DIRECTIONS
The records follow. Print, word for word, the first line through the "tracks. Each variant" line.

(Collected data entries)

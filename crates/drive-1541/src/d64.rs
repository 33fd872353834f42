//! D64 disk image container.
//!
//! A D64 is a sector dump of a 1541 disk: 683 sectors for the standard
//! 35-track layout, 768 for 40 tracks, 802 for 42 tracks. Each variant
//! may carry one trailing error byte per sector (the "error extension").

use std::fmt;

use crate::gcr::{sectors_on_track, SectorError};

/// Bytes per sector.
pub const SECTOR_SIZE: usize = 256;

/// Sector counts for the three track layouts.
const SECTORS_35: usize = 683;
const SECTORS_40: usize = 768;
const SECTORS_42: usize = 802;

#[derive(Debug)]
pub enum D64Error {
    /// File size matches no known layout.
    InvalidSize(usize),
    /// Track/sector out of range for this image.
    InvalidSector { track: u8, sector: u8 },
}

impl fmt::Display for D64Error {
    fn fmt(&self, f: &mut fmt::Formatter<'_>) -> fmt::Result {
        match self {
            Self::InvalidSize(size) => {
                write!(f, "invalid D64 size: {size} bytes")
            }
            Self::InvalidSector { track, sector } => {
                write!(f, "invalid sector: track {track}, sector {sector}")
            }
        }
    }
}

impl std::error::Error for D64Error {}

/// A parsed D64 disk image.
pub struct D64 {
    data: Vec<u8>,
    num_tracks: u8,
    /// One error byte per sector, if the image carries the extension.
    error_bytes: Vec<u8>,
}

impl D64 {
    /// Parse a D64 image. Accepts the six documented sizes (35/40/42
    /// tracks, with or without error bytes).
    pub fn from_bytes(data: &[u8]) -> Result<Self, D64Error> {
        let (num_tracks, sectors, with_errors) = match data.len() {
            n if n == SECTORS_35 * SECTOR_SIZE => (35, SECTORS_35, false),
            n if n == SECTORS_35 * SECTOR_SIZE + SECTORS_35 => (35, SECTORS_35, true),
            n if n == SECTORS_40 * SECTOR_SIZE => (40, SECTORS_40, false),
            n if n == SECTORS_40 * SECTOR_SIZE + SECTORS_40 => (40, SECTORS_40, true),
            n if n == SECTORS_42 * SECTOR_SIZE => (42, SECTORS_42, false),
            n if n == SECTORS_42 * SECTOR_SIZE + SECTORS_42 => (42, SECTORS_42, true),
            n => return Err(D64Error::InvalidSize(n)),
        };
        let payload = sectors * SECTOR_SIZE;
        let error_bytes = if with_errors {
            data[payload..].to_vec()
        } else {
            Vec::new()
        };
        Ok(Self {
            data: data[..payload].to_vec(),
            num_tracks,
            error_bytes,
        })
    }

    /// An empty, formatted-blank image with the given track count.
    #[must_use]
    pub fn blank(num_tracks: u8) -> Self {
        let sectors = match num_tracks {
            40 => SECTORS_40,
            42 => SECTORS_42,
            _ => SECTORS_35,
        };
        Self {
            data: vec![0; sectors * SECTOR_SIZE],
            num_tracks: if matches!(num_tracks, 40 | 42) { num_tracks } else { 35 },
            error_bytes: Vec::new(),
        }
    }

    #[must_use]
    pub fn num_tracks(&self) -> u8 {
        self.num_tracks
    }

    /// Linear sector index of (track, sector), or `None` if out of range.
    #[must_use]
    pub fn sector_index(&self, track: u8, sector: u8) -> Option<usize> {
        if track == 0 || track > self.num_tracks || sector >= sectors_on_track(track) {
            return None;
        }
        let mut index = 0usize;
        for t in 1..track {
            index += sectors_on_track(t) as usize;
        }
        Some(index + sector as usize)
    }

    /// Read a 256-byte sector.
    pub fn read_sector(&self, track: u8, sector: u8) -> Result<&[u8], D64Error> {
        let index = self
            .sector_index(track, sector)
            .ok_or(D64Error::InvalidSector { track, sector })?;
        let offset = index * SECTOR_SIZE;
        Ok(&self.data[offset..offset + SECTOR_SIZE])
    }

    /// Write a 256-byte sector.
    pub fn write_sector(&mut self, track: u8, sector: u8, data: &[u8; 256]) -> Result<(), D64Error> {
        let index = self
            .sector_index(track, sector)
            .ok_or(D64Error::InvalidSector { track, sector })?;
        let offset = index * SECTOR_SIZE;
        self.data[offset..offset + SECTOR_SIZE].copy_from_slice(data);
        Ok(())
    }

    /// Error-extension code for a sector. `SectorError::None` when the
    /// image has no extension or the sector is clean.
    #[must_use]
    pub fn sector_error(&self, track: u8, sector: u8) -> SectorError {
        match self.sector_index(track, sector) {
            Some(index) if index < self.error_bytes.len() => {
                SectorError::from_code(self.error_bytes[index])
            }
            _ => SectorError::None,
        }
    }

    /// Disk ID from the BAM (track 18, sector 0, bytes $A2/$A3).
    #[must_use]
    pub fn disk_id(&self) -> [u8; 2] {
        match self.read_sector(18, 0) {
            Ok(bam) => [bam[0xA2], bam[0xA3]],
            Err(_) => [0x30, 0x30],
        }
    }

    /// Serialize back to the byte layout it was parsed from.
    #[must_use]
    pub fn to_bytes(&self) -> Vec<u8> {
        let mut out = self.data.clone();
        out.extend_from_slice(&self.error_bytes);
        out
    }

    /// Raw sector payload (no error bytes).
    #[must_use]
    pub fn data(&self) -> &[u8] {
        &self.data
    }
}
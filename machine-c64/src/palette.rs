//! Color generation.
//!
//! The sixteen palette entries are not constants: each chip revision has
//! its own measured luminance ladder, every chroma color sits at a fixed
//! angle in the U/V plane, and the user can adjust brightness, contrast,
//! and saturation. PAL chips additionally shift the gamma from the
//! broadcast 2.8 toward the 2.2 of a modern display. The YUV model and
//! the measurements follow Pepto's colodore work and the VICE tables.

use crate::config::VicModel;

/// Monochrome display simulations override the chroma plane.
#[derive(Debug, Clone, Copy, PartialEq, Eq)]
pub enum PaletteKind {
    Color,
    BlackWhite,
    PaperWhite,
    Green,
    Amber,
    Sepia,
}

/// User-adjustable video settings. All three range 0-100 and default to
/// the neutral 50.
#[derive(Debug, Clone, Copy)]
pub struct PaletteSettings {
    pub kind: PaletteKind,
    pub brightness: f64,
    pub contrast: f64,
    pub saturation: f64,
}

impl Default for PaletteSettings {
    fn default() -> Self {
        Self {
            kind: PaletteKind::Color,
            brightness: 50.0,
            contrast: 100.0,
            saturation: 50.0,
        }
    }
}

/// Luminance voltage triple from the VICE measurements: (level, black,
/// white), scaled to 0-255.
fn luma(level: f64, black: f64, white: f64) -> f64 {
    (level - black) * 256.0 / (white - black)
}

/// Per-revision luminance ladder (index = color number).
fn luma_table(model: VicModel) -> [f64; 16] {
    match model {
        VicModel::Pal6569 => {
            let l = |x| luma(x, 700.0, 1850.0);
            [
                l(700.0), l(1850.0), l(1090.0), l(1480.0),
                l(1180.0), l(1340.0), l(1020.0), l(1620.0),
                l(1180.0), l(1020.0), l(1340.0), l(1090.0),
                l(1300.0), l(1620.0), l(1300.0), l(1480.0),
            ]
        }
        VicModel::Ntsc6567 => {
            let l = |x| luma(x, 590.0, 1825.0);
            [
                l(590.0), l(1825.0), l(950.0), l(1380.0),
                l(1030.0), l(1210.0), l(860.0), l(1560.0),
                l(1030.0), l(860.0), l(1210.0), l(950.0),
                l(1160.0), l(1560.0), l(1160.0), l(1380.0),
            ]
        }
        VicModel::Ntsc6567R56A => {
            let l = |x| luma(x, 560.0, 1825.0);
            [
                l(560.0), l(1825.0), l(840.0), l(1500.0),
                l(1180.0), l(1180.0), l(840.0), l(1500.0),
                l(1180.0), l(840.0), l(1180.0), l(840.0),
                l(1180.0), l(1500.0), l(1180.0), l(1500.0),
            ]
        }
    }
}

/// Chroma angle in the U/V plane, in units of 22.5° + 11.5° offset.
/// `None` marks the grays (no chroma).
fn chroma_angle(nr: usize) -> Option<f64> {
    const STEP: [Option<f64>; 16] = [
        None,
        None,
        Some(4.0),
        Some(12.0),
        Some(2.0),
        Some(10.0),
        Some(15.0),
        Some(7.0),
        Some(5.0),
        Some(6.0),
        Some(4.0),
        None,
        None,
        Some(10.0),
        Some(15.0),
        None,
    ];
    STEP[nr].map(|x| (x * 22.5 + 11.5).to_radians())
}

/// Re-target gamma from `source` to `target` on a 0-255 value.
fn gamma_correct(value: f64, source: f64, target: f64) -> f64 {
    let factor = 255.0_f64.powf(1.0 - source);
    let linear = (factor * value.powf(source)).clamp(0.0, 255.0);
    let factor = 255.0_f64.powf(1.0 - 1.0 / target);
    (factor * linear.powf(1.0 / target)).clamp(0.0, 255.0).round()
}

/// Compute one palette entry as ABGR32 (little-endian RGBA bytes).
#[must_use]
pub fn compute_color(nr: usize, model: VicModel, settings: &PaletteSettings) -> u32 {
    let brightness = settings.brightness - 50.0;
    let contrast = settings.contrast / 100.0 + 0.2;
    let saturation = settings.saturation / 1.25;

    let mut y = luma_table(model)[nr];
    let (mut u, mut v) = match chroma_angle(nr) {
        Some(angle) => (angle.cos() * saturation, angle.sin() * saturation),
        None => (0.0, 0.0),
    };

    y = y * contrast + brightness;
    u *= contrast;
    v *= contrast;

    match settings.kind {
        PaletteKind::Color => {}
        PaletteKind::BlackWhite => {
            u = 0.0;
            v = 0.0;
        }
        PaletteKind::PaperWhite => {
            u = -128.0 + 120.0;
            v = -128.0 + 133.0;
        }
        PaletteKind::Green => {
            u = -128.0 + 29.0;
            v = -128.0 + 64.0;
        }
        PaletteKind::Amber => {
            u = -128.0 + 24.0;
            v = -128.0 + 178.0;
        }
        PaletteKind::Sepia => {
            u = -128.0 + 97.0;
            v = -128.0 + 154.0;
        }
    }

    let mut r = (y + 1.140 * v).clamp(0.0, 255.0);
    let mut g = (y - 0.396 * u - 0.581 * v).clamp(0.0, 255.0);
    let mut b = (y + 2.029 * u).clamp(0.0, 255.0);

    if model.is_pal() {
        r = gamma_correct(r, 2.8, 2.2);
        g = gamma_correct(g, 2.8, 2.2);
        b = gamma_correct(b, 2.8, 2.2);
    }

    u32::from_le_bytes([r as u8, g as u8, b as u8, 0xFF])
}

/// Compute the whole 16-entry table.
#[must_use]
pub fn compute_palette(model: VicModel, settings: &PaletteSettings) -> [u32; 16] {
    let mut table = [0u32; 16];
    for (nr, entry) in table.iter_mut().enumerate() {
        *entry = compute_color(nr, model, settings);
    }
    table
}

#[cfg(test)]
mod tests {
    use super::*;

    fn rgb(color: u32) -> (u8, u8, u8) {
        let [r, g, b, _] = color.to_le_bytes();
        (r, g, b)
    }

    #[test]
    fn black_is_darkest_white_is_brightest() {
        let pal = compute_palette(VicModel::Pal6569, &PaletteSettings::default());
        let lum = |c: u32| {
            let (r, g, b) = rgb(c);
            u32::from(r) + u32::from(g) + u32::from(b)
        };
        for nr in 0..16 {
            assert!(lum(pal[0]) <= lum(pal[nr]), "black not darkest vs {nr}");
            assert!(lum(pal[1]) >= lum(pal[nr]), "white not brightest vs {nr}");
        }
    }

    #[test]
    fn grays_have_no_chroma() {
        let pal = compute_palette(VicModel::Pal6569, &PaletteSettings::default());
        for nr in [0usize, 1, 11, 12, 15] {
            let (r, g, b) = rgb(pal[nr]);
            let spread = r.max(g).max(b) - r.min(g).min(b);
            assert!(spread <= 6, "color {nr} has chroma spread {spread}");
        }
    }

    #[test]
    fn red_is_red() {
        let pal = compute_palette(VicModel::Pal6569, &PaletteSettings::default());
        let (r, g, b) = rgb(pal[2]);
        assert!(r > g && r > b, "entry 2 should be reddish: {r},{g},{b}");
    }

    #[test]
    fn monochrome_palettes_tint_everything() {
        let settings = PaletteSettings {
            kind: PaletteKind::Green,
            ..PaletteSettings::default()
        };
        let pal = compute_palette(VicModel::Pal6569, &settings);
        // All entries share the same hue: green channel dominates.
        for (nr, &c) in pal.iter().enumerate() {
            let (r, g, b) = rgb(c);
            assert!(g >= r && g >= b, "entry {nr} not green-tinted: {r},{g},{b}");
        }
    }

    #[test]
    fn brightness_moves_luminance() {
        let dim = PaletteSettings {
            brightness: 20.0,
            ..PaletteSettings::default()
        };
        let bright = PaletteSettings {
            brightness: 80.0,
            ..PaletteSettings::default()
        };
        let dark = compute_color(5, VicModel::Pal6569, &dim);
        let light = compute_color(5, VicModel::Pal6569, &bright);
        let lum = |c: u32| {
            let (r, g, b) = rgb(c);
            u32::from(r) + u32::from(g) + u32::from(b)
        };
        assert!(lum(light) > lum(dark));
    }

    #[test]
    fn models_differ_in_luma_ladder() {
        let pal = compute_palette(VicModel::Pal6569, &PaletteSettings::default());
        let ntsc = compute_palette(VicModel::Ntsc6567, &PaletteSettings::default());
        assert_ne!(pal, ntsc);
    }
}
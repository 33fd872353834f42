//! Commodore 1541 disk drive.
//!
//! A complete drive: its own 6502, 2 KiB RAM, 16 KiB DOS ROM, two VIA
//! 6522 chips (VIA1 = IEC serial bus, VIA2 = head interface), the clock
//! divider chain, and a bit-level model of the 5.25" media.
//!
//! The C64 machine crate owns a [`Drive1541`] and calls
//! [`Drive1541::execute`] with the wall-clock duration of each of its own
//! cycles; the drive replays its 1 MHz CPU schedule and the UE7 carry
//! schedule in timestamp order, so the two machines stay phase-accurate
//! at any clock ratio.

pub mod d64;
pub mod disk;
mod drive;
pub mod g64;
pub mod gcr;
mod iec;
mod mem;

pub use d64::{D64Error, D64};
pub use disk::{Disk, SectorInfo, TrackAnalysis, MAX_HALFTRACK, MAX_TRACK_BITS, MAX_TRACK_BYTES};
pub use drive::{Drive1541, DriveClockState, DriveError};
pub use g64::{disk_from_g64, disk_to_g64, G64Error};
pub use iec::IecBus;
pub use mem::{DriveMemory, ROM_SIZE};
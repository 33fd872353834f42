//! The 6510 on-chip I/O port at $0000/$0001.
//!
//! Bits 0-2 select the memory banking (LORAM/HIRAM/CHAREN), bits 3-5
//! talk to the datasette, bits 6-7 are unconnected. Unconnected input
//! bits behave like capacitors: after the direction flips from
//! output-high to input they keep reading 1 for roughly 350,000 cycles,
//! then discharge to 0.

/// Cycles until a floating bit discharges (VICE-measured value).
const DISCHARGE_CYCLES: u64 = 350_000;

/// The 6510 processor port.
pub struct ProcessorPort {
    /// Data register ($0001).
    port: u8,
    /// Direction register ($0000), 1 = output.
    direction: u8,
    /// Cycle at which the floating bit reads 0 again.
    discharge_cycle_bit3: u64,
    discharge_cycle_bit6: u64,
    discharge_cycle_bit7: u64,
    /// Datasette sense line (bit 4, input): play key held pulls it low.
    datasette_sense: bool,
}

impl ProcessorPort {
    #[must_use]
    pub fn new() -> Self {
        Self {
            // Kernal values; also what a hard reset establishes.
            port: 0x37,
            direction: 0x2F,
            discharge_cycle_bit3: 0,
            discharge_cycle_bit6: 0,
            discharge_cycle_bit7: 0,
            datasette_sense: false,
        }
    }

    pub fn reset(&mut self) {
        *self = Self::new();
    }

    /// Read the data register ($0001) at the given CPU cycle.
    ///
    /// Input bits: 0-2 pull up, 4 follows the datasette sense, 5 pulls
    /// down, 3/6/7 float per their discharge schedule.
    #[must_use]
    pub fn read(&self, cycle: u64) -> u8 {
        let bit3 = if self.discharge_cycle_bit3 > cycle { 0x08 } else { 0x00 };
        let bit4 = if self.datasette_sense { 0x00 } else { 0x10 };
        let bit6 = if self.discharge_cycle_bit6 > cycle { 0x40 } else { 0x00 };
        let bit7 = if self.discharge_cycle_bit7 > cycle { 0x80 } else { 0x00 };
        let input_bits = bit7 | bit6 | bit4 | bit3 | 0x07;
        (self.port & self.direction) | (input_bits & !self.direction)
    }

    /// Read the direction register ($0000).
    #[must_use]
    pub fn read_direction(&self) -> u8 {
        self.direction
    }

    /// Write the data register.
    pub fn write(&mut self, value: u8) {
        self.port = value;
    }

    /// Write the direction register, updating the float schedule for
    /// bits 3, 6, 7.
    pub fn write_direction(&mut self, value: u8, cycle: u64) {
        // Bits driven as outputs stop floating.
        if value & 0x08 != 0 {
            self.discharge_cycle_bit3 = 0;
        }
        if value & 0x40 != 0 {
            self.discharge_cycle_bit6 = 0;
        }
        if value & 0x80 != 0 {
            self.discharge_cycle_bit7 = 0;
        }

        // Bits flipping output-high → input start floating. Bit 3 holds
        // its charge indefinitely (strong external load).
        let falling = self.direction & !value;
        if falling & 0x08 != 0 && self.port & 0x08 != 0 {
            self.discharge_cycle_bit3 = u64::MAX;
        }
        if falling & 0x40 != 0 && self.port & 0x40 != 0 {
            self.discharge_cycle_bit6 = cycle + DISCHARGE_CYCLES;
        }
        if falling & 0x80 != 0 && self.port & 0x80 != 0 {
            self.discharge_cycle_bit7 = cycle + DISCHARGE_CYCLES;
        }

        self.direction = value;
    }

    /// Banking inputs LORAM/HIRAM/CHAREN as the PLA sees them.
    #[must_use]
    pub fn bank_bits(&self, cycle: u64) -> u8 {
        self.read(cycle) & 0x07
    }

    /// Datasette motor line (bit 5, active low output).
    #[must_use]
    pub fn datasette_motor(&self) -> bool {
        self.direction & 0x20 != 0 && self.port & 0x20 == 0
    }

    /// Datasette write line (bit 3 as output).
    #[must_use]
    pub fn datasette_write(&self) -> bool {
        self.direction & 0x08 != 0 && self.port & 0x08 != 0
    }

    /// Drive the datasette sense input (play key held = true).
    pub fn set_datasette_sense(&mut self, play_key: bool) {
        self.datasette_sense = play_key;
    }

    #[must_use]
    pub fn raw_port(&self) -> u8 {
        self.port
    }

    #[must_use]
    pub fn raw_direction(&self) -> u8 {
        self.direction
    }

    /// Restore internal state from a snapshot.
    pub fn restore(
        &mut self,
        port: u8,
        direction: u8,
        discharge: [u64; 3],
        datasette_sense: bool,
    ) {
        self.port = port;
        self.direction = direction;
        self.discharge_cycle_bit3 = discharge[0];
        self.discharge_cycle_bit6 = discharge[1];
        self.discharge_cycle_bit7 = discharge[2];
        self.datasette_sense = datasette_sense;
    }

    #[must_use]
    pub fn discharge_cycles(&self) -> [u64; 3] {
        [
            self.discharge_cycle_bit3,
            self.discharge_cycle_bit6,
            self.discharge_cycle_bit7,
        ]
    }
}

impl Default for ProcessorPort {
    fn default() -> Self {
        Self::new()
    }
}

#[cfg(test)]
mod tests {
    use super::*;

    #[test]
    fn default_banking_bits() {
        let port = ProcessorPort::new();
        assert_eq!(port.bank_bits(0), 0x07); // LORAM, HIRAM, CHAREN all high
    }

    #[test]
    fn output_bits_read_back() {
        let mut port = ProcessorPort::new();
        port.write_direction(0xFF, 0);
        port.write(0x55);
        assert_eq!(port.read(0), 0x55);
    }

    #[test]
    fn bit6_discharges_after_350k_cycles() {
        let mut port = ProcessorPort::new();
        port.write_direction(0xFF, 0);
        port.write(0xFF);
        port.write_direction(0x00, 1000);
        // 349,999 cycles later the capacitor still holds its charge.
        assert_eq!(port.read(1000 + 349_999) & 0x40, 0x40);
        // One cycle later it has discharged.
        assert_eq!(port.read(1000 + 350_000) & 0x40, 0x00);
    }

    #[test]
    fn bit7_discharges_like_bit6() {
        let mut port = ProcessorPort::new();
        port.write_direction(0xFF, 0);
        port.write(0xFF);
        port.write_direction(0x00, 0);
        assert_eq!(port.read(100_000) & 0x80, 0x80);
        assert_eq!(port.read(400_000) & 0x80, 0x00);
    }

    #[test]
    fn bit3_holds_charge() {
        let mut port = ProcessorPort::new();
        port.write_direction(0xFF, 0);
        port.write(0xFF);
        port.write_direction(0x00, 0);
        assert_eq!(port.read(10_000_000) & 0x08, 0x08);
    }

    #[test]
    fn float_cleared_when_bit_becomes_output() {
        let mut port = ProcessorPort::new();
        port.write_direction(0xFF, 0);
        port.write(0xFF);
        port.write_direction(0x00, 0); // Float with charge
        port.write_direction(0x40, 10); // Bit 6 output again
        port.write(0x00);
        port.write_direction(0x00, 20); // Input, but was output-low
        assert_eq!(port.read(25) & 0x40, 0x00);
    }

    #[test]
    fn datasette_sense_reads_on_bit4() {
        let mut port = ProcessorPort::new();
        assert_eq!(port.read(0) & 0x10, 0x10);
        port.set_datasette_sense(true);
        assert_eq!(port.read(0) & 0x10, 0x00);
    }

    #[test]
    fn datasette_motor_control() {
        let mut port = ProcessorPort::new();
        // Kernal default: bit 5 output, high → motor off.
        assert!(!port.datasette_motor());
        port.write(0x17); // Bit 5 low → motor on
        assert!(port.datasette_motor());
    }
}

ANSWER BOX
filename crates/drive-1541/src/d64.rs
repository 33fd872353834f42
//! D64 disk image container.
//!
//! A D64 is a sector dump of a 1541 disk: 683 sectors for the standard
//! 35-track layout, 768 for 40 tracks, 802 for 42 tracks. Each variant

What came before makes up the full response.